CTIB Chair and Hennepin County Commissioner Peter McLaughlin said they can't wait any longer for the state to come through.
"There are a number of projects across the region that are ready to go forward but for the state's 10 percent contribution," McLaughlin said. "A solution to that would be for counties to use existing law to essentially eliminate the state's 10 percent share of the project. It's a small share of these projects but it's holding them up."
He cited similar approaches in transit Dallas, Phoenix and Denver.
Weik agrees with that assessment.
"The state share has resulted in costly delays and that doesn't look like it's going to change anytime soon," she said.
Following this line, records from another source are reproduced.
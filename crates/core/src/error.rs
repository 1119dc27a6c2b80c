use std::fmt;

use serde::Serialize;

/// A configuration reference that did not resolve against the catalog.
#[derive(Debug, Clone, PartialEq, Eq, Serialize)]
pub struct UnresolvedRef {
    /// Request field the value came from (`gpuId`, `resolution`, ...).
    pub field: &'static str,
    pub value: String,
}

impl UnresolvedRef {
    pub fn new(field: &'static str, value: impl Into<String>) -> Self {
        Self {
            field,
            value: value.into(),
        }
    }
}

impl fmt::Display for UnresolvedRef {
    fn fmt(&self, f: &mut fmt::Formatter<'_>) -> fmt::Result {
        write!(f, "{} '{}'", self.field, self.value)
    }
}

#[derive(Debug, thiserror::Error)]
pub enum CoreError {
    #[error("Invalid configuration: unresolved {}", join_display(.unresolved))]
    InvalidConfiguration { unresolved: Vec<UnresolvedRef> },

    #[error("Missing required field(s): {}", .fields.join(", "))]
    MissingField { fields: Vec<&'static str> },

    #[error("Validation failed: {0}")]
    Validation(String),

    #[error("Entity not found: {entity} with id {id}")]
    NotFound { entity: &'static str, id: String },

    #[error("Store unavailable: {0}")]
    StoreUnavailable(String),
}

impl CoreError {
    /// Stable machine-readable kind, surfaced to callers next to the message.
    pub fn code(&self) -> &'static str {
        match self {
            Self::InvalidConfiguration { .. } => "INVALID_CONFIGURATION",
            Self::MissingField { .. } => "MISSING_FIELD",
            Self::Validation(_) => "VALIDATION_ERROR",
            Self::NotFound { .. } => "NOT_FOUND",
            Self::StoreUnavailable(_) => "STORE_UNAVAILABLE",
        }
    }
}

fn join_display(refs: &[UnresolvedRef]) -> String {
    refs.iter()
        .map(ToString::to_string)
        .collect::<Vec<_>>()
        .join(", ")
}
If CTIB is dissolved, the five counties would no longer collect the quarter-percent sales tax. But they would then each have the option of imposing their own sales tax of up to a half-percent. They could spend that money on a greater variety of projects, such as roads and bridges, which is not allowed under the CTIB statute.
Weik stressed that the Washington County Board would not raise the sales tax, however. It could consider re-imposing the same quarter-percent sales tax after CTIB was dissolved. There would be a public comment period before any action was taken.
"We can fund the state's share under the current quarter cent tax," Weik said. "It would be invisible to the public. It would be invisible to business owners and shoppers. Nothing would change."
The only difference is that those sales tax receipts would now stay in Washington County, she said.
"We would not be pooling our tax receipts with those four other member counties," she said.
The deadline for the dissolution is April 1; the Minnesota Department of Revenue will only terminate a sales tax or impose a new one on the last day of a quarter. All five counties must agree to dissolve the joint powers agreement for CTIB to be dissolved.
The Washington County Commissioners discussed the matter at a Jan. 17 workshop. One option on the table is for CTIB to be reorganized, with Washington County and the Metropolitan Council as the only members. But Commissioner Karla Bigham of Cottage Grove expressed reservations about this approach because of the possible costs of dissolving the reorganized CTIB when the time came.
"I don't want to be the only one left in CTIB holding the strings," she said.
Last June, the Dakota County Board voted to leave CTIB because officials said they weren't getting a fair return on their investment.